- [Goal of the exercise]: Work through the entries below and show every line in which "when" is found.

Items from a dataset:
*****

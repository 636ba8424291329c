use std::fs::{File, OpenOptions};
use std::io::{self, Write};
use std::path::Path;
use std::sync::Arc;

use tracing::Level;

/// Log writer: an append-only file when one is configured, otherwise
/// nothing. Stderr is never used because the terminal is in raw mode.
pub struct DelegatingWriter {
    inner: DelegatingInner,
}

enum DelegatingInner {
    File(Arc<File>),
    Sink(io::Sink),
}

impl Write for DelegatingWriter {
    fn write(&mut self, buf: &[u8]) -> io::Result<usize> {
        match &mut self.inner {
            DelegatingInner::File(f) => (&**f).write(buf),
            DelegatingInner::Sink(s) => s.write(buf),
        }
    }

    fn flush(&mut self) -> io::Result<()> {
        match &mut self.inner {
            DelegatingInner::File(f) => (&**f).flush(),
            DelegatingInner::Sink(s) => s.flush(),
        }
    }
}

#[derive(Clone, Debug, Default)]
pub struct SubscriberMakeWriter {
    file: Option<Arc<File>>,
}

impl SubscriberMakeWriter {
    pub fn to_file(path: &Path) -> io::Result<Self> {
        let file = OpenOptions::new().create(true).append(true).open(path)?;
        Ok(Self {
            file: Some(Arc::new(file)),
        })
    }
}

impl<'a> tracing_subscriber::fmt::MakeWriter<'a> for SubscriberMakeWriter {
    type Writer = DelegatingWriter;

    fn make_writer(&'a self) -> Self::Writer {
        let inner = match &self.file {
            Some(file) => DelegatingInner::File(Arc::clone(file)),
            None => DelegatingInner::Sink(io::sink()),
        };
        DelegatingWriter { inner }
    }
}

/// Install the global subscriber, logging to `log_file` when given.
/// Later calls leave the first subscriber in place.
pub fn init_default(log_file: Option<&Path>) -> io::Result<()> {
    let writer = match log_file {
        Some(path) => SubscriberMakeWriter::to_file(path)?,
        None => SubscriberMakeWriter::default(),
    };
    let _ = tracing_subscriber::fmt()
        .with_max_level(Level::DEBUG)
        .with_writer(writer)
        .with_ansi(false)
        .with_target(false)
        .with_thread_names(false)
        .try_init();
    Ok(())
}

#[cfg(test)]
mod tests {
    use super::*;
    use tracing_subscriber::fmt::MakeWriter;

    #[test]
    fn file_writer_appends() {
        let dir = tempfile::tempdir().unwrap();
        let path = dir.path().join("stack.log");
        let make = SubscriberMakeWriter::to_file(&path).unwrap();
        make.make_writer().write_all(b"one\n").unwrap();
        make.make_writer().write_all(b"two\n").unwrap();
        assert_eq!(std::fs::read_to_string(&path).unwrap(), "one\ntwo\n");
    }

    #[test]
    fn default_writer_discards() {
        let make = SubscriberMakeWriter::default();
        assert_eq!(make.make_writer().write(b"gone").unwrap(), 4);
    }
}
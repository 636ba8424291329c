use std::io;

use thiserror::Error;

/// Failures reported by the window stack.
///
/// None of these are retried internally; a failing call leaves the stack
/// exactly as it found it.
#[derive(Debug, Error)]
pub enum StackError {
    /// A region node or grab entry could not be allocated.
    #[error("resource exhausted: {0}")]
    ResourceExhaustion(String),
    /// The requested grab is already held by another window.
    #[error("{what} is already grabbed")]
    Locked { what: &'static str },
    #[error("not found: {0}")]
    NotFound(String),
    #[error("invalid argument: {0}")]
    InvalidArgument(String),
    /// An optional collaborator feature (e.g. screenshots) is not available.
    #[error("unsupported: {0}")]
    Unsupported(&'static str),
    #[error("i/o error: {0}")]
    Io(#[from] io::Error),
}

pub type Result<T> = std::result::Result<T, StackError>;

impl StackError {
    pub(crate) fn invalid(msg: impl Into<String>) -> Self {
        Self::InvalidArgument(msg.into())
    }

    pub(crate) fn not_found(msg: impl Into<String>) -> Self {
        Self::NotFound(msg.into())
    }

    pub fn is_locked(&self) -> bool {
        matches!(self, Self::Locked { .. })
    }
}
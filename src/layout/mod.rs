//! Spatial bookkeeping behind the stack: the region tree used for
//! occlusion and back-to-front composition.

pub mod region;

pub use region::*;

*****

- [Solution]:
/// Log writer: an append-only file when one is configured, otherwise
/// Install the global subscriber, logging to `log_file` when given.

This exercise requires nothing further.